* _EXERCISE GOAL_: Scan the entries below for the word "filename" and copy every line in which it occurs.

* _RECORD EXCERPTS_:
—————

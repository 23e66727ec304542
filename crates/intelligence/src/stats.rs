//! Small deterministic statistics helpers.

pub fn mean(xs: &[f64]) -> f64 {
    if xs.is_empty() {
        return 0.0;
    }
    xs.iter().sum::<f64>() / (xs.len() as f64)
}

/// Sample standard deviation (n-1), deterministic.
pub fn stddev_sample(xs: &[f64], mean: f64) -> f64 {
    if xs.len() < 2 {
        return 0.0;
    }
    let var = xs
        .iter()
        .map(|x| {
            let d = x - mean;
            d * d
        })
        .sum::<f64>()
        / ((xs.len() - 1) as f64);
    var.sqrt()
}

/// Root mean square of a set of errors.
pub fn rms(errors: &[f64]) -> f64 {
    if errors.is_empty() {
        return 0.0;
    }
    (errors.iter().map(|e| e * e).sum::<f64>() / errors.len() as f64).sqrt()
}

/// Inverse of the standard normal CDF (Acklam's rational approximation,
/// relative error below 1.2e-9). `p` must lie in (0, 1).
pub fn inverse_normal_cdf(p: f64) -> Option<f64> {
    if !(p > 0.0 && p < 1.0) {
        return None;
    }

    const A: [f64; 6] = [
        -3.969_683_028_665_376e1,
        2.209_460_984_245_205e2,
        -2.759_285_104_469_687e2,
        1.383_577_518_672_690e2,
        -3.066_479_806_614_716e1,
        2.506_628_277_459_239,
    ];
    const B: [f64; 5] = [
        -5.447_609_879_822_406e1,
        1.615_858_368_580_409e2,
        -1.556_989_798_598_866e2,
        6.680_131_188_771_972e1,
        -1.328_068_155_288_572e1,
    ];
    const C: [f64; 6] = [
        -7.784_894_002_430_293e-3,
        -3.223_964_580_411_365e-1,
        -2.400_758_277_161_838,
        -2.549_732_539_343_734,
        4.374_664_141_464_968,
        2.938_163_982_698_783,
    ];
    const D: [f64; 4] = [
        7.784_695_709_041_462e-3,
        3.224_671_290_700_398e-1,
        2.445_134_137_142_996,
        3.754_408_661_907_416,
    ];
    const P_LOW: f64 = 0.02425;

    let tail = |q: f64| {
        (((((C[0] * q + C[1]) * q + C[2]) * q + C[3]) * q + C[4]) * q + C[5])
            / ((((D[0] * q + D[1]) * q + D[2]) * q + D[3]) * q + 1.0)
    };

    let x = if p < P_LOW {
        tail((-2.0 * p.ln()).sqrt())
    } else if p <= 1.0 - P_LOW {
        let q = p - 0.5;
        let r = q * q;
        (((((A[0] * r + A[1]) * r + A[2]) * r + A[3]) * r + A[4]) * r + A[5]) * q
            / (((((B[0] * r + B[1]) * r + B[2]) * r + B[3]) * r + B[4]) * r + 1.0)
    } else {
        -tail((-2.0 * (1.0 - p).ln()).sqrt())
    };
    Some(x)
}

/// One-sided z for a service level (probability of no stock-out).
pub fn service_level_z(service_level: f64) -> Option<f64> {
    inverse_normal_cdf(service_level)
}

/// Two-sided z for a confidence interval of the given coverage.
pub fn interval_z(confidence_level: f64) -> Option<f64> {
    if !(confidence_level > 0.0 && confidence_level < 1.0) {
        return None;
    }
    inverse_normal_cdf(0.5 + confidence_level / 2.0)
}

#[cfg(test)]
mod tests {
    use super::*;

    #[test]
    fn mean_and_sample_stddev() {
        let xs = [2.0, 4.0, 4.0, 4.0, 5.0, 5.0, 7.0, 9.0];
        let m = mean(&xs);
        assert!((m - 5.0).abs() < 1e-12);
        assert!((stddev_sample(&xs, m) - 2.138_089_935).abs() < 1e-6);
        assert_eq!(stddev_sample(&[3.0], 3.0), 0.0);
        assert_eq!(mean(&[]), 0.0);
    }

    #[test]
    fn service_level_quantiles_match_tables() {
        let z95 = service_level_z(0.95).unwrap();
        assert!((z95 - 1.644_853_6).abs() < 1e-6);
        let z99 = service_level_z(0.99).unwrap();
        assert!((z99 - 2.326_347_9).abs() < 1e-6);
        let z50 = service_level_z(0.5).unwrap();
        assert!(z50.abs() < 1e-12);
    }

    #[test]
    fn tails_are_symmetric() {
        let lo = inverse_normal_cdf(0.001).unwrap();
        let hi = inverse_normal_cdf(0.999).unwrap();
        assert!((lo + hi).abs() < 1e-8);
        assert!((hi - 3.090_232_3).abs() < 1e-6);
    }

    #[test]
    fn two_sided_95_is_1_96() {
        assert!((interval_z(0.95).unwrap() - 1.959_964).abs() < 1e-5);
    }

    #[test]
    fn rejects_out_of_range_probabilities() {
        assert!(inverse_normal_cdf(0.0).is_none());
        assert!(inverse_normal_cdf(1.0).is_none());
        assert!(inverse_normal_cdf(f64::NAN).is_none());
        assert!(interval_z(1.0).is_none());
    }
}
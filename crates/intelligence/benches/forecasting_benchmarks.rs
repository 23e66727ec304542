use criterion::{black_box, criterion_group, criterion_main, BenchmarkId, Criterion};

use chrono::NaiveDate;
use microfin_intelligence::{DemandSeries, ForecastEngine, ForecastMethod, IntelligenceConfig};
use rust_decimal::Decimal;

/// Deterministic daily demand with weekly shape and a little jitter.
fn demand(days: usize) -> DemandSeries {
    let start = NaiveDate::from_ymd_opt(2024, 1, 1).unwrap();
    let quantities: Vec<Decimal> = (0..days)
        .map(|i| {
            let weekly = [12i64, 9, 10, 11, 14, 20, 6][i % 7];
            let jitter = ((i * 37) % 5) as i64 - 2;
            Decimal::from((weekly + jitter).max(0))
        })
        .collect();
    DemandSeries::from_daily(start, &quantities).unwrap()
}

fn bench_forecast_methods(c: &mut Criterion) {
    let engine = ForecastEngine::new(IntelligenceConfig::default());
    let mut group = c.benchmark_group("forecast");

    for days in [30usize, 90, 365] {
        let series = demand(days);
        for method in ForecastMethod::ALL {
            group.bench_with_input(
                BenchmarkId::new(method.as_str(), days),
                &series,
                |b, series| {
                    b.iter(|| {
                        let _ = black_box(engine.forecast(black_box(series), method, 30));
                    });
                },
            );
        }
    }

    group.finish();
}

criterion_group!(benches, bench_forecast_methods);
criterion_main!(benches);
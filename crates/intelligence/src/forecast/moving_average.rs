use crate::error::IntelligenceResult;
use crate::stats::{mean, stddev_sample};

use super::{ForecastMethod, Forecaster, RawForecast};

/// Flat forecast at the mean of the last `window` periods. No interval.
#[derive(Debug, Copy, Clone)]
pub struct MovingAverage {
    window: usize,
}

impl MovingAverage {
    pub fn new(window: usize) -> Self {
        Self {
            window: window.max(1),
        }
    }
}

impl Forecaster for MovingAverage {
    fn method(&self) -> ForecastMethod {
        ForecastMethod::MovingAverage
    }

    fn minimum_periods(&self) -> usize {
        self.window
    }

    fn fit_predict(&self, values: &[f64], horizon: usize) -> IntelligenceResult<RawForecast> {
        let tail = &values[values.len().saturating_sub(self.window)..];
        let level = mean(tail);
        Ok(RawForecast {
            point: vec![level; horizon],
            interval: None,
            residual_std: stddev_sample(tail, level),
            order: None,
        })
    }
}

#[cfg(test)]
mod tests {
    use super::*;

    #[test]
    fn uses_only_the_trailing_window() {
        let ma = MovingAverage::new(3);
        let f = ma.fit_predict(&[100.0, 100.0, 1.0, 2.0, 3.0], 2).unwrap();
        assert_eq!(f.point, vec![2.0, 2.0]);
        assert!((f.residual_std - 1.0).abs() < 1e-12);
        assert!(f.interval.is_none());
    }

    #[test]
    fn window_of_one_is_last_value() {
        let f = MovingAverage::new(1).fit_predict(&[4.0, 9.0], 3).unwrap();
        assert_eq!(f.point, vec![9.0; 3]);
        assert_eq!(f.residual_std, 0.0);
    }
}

—————

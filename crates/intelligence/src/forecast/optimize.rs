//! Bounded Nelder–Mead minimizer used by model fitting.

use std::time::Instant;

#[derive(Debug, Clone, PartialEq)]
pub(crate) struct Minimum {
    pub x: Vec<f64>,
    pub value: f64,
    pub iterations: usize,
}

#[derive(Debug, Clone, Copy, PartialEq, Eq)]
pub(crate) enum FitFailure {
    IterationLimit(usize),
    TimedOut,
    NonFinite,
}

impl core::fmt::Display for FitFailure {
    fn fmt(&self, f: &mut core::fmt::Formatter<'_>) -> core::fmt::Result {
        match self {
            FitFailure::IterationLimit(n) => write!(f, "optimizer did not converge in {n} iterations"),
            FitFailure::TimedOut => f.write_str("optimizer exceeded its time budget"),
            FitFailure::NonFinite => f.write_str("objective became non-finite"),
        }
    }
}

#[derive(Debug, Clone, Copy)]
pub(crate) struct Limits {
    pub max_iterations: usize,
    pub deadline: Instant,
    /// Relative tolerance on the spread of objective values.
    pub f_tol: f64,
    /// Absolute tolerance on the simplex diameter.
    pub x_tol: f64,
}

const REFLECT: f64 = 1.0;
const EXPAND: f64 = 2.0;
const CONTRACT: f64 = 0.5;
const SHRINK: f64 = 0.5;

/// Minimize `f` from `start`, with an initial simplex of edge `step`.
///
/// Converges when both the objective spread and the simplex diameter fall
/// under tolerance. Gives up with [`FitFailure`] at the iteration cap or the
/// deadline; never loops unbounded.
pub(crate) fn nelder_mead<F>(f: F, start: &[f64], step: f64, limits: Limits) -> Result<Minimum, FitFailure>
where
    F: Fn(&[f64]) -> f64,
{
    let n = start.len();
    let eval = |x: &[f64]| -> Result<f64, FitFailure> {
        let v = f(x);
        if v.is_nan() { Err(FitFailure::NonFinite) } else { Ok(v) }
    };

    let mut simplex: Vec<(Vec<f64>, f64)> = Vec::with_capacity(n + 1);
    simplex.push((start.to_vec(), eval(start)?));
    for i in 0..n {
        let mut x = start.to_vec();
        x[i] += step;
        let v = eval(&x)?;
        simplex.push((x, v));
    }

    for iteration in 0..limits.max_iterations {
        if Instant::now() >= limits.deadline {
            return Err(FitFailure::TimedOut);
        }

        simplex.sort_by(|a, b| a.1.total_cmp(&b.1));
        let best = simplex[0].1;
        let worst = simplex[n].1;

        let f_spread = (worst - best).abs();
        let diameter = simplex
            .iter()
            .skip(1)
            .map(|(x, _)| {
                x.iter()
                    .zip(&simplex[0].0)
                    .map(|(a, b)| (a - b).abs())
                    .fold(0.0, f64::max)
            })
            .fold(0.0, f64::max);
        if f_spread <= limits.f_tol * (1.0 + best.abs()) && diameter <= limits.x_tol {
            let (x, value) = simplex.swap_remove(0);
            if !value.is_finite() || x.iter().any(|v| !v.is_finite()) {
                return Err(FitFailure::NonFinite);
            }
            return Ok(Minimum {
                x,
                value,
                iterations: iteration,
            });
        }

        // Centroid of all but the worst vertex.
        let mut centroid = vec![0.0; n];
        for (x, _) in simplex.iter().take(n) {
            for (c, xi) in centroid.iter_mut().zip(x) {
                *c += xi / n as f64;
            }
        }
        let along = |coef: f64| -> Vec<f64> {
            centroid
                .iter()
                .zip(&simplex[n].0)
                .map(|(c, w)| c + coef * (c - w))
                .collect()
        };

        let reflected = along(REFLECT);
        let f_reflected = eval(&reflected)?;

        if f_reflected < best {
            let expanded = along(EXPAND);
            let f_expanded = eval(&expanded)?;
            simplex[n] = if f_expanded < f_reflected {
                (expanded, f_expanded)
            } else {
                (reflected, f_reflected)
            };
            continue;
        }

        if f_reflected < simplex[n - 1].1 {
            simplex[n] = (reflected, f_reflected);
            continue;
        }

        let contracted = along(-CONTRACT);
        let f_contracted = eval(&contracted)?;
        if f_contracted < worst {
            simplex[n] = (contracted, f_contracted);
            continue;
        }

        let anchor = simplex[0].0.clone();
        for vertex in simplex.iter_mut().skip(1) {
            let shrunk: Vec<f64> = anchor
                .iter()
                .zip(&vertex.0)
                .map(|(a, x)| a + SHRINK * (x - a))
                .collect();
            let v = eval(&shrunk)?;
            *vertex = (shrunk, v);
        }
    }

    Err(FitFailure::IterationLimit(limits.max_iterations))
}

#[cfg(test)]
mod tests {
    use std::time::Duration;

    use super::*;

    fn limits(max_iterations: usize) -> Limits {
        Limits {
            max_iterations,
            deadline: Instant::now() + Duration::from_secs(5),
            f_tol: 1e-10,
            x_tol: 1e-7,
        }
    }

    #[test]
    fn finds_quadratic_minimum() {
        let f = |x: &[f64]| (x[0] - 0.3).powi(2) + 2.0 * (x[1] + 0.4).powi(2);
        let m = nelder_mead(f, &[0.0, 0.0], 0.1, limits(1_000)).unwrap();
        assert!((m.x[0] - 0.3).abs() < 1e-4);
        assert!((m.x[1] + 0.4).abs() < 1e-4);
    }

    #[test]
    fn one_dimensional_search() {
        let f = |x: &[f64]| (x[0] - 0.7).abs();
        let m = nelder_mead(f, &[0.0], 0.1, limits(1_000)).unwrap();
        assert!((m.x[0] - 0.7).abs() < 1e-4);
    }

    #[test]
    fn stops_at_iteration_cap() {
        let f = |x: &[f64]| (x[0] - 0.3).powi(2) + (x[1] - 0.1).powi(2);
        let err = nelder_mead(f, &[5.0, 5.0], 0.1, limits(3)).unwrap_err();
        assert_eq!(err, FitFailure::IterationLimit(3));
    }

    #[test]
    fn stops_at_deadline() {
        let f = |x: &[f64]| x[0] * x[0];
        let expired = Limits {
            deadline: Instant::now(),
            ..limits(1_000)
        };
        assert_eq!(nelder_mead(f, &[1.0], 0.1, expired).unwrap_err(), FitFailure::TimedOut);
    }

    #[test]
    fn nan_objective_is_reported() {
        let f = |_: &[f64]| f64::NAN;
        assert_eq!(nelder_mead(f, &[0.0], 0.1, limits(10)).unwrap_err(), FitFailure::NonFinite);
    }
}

—————

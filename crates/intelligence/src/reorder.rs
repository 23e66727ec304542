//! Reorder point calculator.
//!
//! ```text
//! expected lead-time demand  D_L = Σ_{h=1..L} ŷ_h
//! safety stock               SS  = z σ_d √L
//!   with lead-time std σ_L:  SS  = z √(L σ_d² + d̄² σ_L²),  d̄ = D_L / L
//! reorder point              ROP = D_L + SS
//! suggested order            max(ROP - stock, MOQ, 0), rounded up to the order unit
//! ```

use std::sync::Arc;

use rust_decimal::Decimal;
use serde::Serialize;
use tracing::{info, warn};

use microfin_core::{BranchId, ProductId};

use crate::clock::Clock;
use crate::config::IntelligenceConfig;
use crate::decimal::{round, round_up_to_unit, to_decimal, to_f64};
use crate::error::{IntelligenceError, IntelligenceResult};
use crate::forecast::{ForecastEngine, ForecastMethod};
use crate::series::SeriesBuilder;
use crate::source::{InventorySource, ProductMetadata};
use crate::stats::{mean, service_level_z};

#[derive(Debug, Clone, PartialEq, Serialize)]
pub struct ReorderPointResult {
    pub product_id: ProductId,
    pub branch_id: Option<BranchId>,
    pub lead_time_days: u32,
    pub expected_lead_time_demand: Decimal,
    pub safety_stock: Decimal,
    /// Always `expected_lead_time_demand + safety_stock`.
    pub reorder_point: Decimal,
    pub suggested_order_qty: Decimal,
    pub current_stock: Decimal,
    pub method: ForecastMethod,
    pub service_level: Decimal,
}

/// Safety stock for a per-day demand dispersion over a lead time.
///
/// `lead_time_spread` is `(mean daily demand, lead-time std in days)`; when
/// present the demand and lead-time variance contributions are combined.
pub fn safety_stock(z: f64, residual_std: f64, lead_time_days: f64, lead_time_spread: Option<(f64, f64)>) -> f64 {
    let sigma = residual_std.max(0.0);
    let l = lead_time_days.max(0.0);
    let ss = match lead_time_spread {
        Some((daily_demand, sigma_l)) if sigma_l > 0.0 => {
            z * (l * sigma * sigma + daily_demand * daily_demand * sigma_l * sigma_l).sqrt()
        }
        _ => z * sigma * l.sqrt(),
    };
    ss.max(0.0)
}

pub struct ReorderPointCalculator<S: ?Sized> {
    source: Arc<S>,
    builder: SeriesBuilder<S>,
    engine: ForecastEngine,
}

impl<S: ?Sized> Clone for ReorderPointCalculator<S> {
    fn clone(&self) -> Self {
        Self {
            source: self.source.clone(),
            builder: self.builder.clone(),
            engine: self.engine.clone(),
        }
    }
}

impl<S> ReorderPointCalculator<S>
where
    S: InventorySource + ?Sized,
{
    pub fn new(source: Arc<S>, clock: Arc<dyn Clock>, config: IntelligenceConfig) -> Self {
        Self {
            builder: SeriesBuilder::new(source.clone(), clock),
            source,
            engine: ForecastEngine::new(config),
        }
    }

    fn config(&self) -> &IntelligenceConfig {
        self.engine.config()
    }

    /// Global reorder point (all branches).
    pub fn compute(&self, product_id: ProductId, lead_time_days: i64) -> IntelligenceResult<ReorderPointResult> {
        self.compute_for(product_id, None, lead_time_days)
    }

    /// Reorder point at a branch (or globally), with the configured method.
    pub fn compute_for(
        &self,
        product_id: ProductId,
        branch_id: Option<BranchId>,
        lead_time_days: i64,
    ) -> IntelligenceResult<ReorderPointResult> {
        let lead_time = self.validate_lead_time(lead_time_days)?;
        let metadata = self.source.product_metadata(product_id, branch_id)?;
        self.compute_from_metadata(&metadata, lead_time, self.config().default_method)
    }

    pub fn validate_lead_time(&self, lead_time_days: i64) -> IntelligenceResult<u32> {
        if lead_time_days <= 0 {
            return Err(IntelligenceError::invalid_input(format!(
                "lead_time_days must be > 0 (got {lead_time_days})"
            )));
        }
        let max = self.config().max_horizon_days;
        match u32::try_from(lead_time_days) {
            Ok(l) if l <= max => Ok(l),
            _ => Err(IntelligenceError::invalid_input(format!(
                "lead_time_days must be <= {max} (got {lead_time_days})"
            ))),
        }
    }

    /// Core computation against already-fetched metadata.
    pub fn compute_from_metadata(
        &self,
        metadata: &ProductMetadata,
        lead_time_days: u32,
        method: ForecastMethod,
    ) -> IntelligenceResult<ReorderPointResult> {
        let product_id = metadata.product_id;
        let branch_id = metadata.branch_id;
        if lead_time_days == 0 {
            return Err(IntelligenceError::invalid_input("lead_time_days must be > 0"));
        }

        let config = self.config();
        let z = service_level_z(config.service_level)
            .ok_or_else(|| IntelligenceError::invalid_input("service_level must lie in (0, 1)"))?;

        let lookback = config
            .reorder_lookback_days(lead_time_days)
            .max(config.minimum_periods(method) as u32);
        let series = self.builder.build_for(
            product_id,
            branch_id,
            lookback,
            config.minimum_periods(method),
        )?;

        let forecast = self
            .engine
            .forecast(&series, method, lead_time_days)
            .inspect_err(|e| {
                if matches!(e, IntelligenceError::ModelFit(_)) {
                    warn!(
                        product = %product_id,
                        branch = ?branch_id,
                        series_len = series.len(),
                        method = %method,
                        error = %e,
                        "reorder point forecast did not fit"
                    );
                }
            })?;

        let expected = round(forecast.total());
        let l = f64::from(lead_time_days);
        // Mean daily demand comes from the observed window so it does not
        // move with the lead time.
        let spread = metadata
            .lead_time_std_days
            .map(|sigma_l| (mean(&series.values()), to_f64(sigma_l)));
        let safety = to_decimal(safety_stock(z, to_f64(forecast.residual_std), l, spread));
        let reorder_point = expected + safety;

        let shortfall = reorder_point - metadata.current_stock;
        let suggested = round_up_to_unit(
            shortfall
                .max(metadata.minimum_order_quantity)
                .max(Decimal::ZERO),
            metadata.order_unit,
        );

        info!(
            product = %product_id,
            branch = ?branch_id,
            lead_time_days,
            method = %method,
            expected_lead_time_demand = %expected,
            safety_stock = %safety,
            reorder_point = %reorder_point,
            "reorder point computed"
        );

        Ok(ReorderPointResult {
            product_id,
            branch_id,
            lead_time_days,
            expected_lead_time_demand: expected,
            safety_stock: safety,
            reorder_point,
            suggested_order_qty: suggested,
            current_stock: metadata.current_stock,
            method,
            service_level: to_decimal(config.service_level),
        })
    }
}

—————

* _WRITTEN ANSWER_:
filename crates/intelligence/src/stats.rs
filename crates/intelligence/benches/forecasting_benchmarks.rs
filename crates/intelligence/src/forecast/moving_average.rs
filename crates/intelligence/src/forecast/optimize.rs
filename crates/intelligence/src/reorder.rs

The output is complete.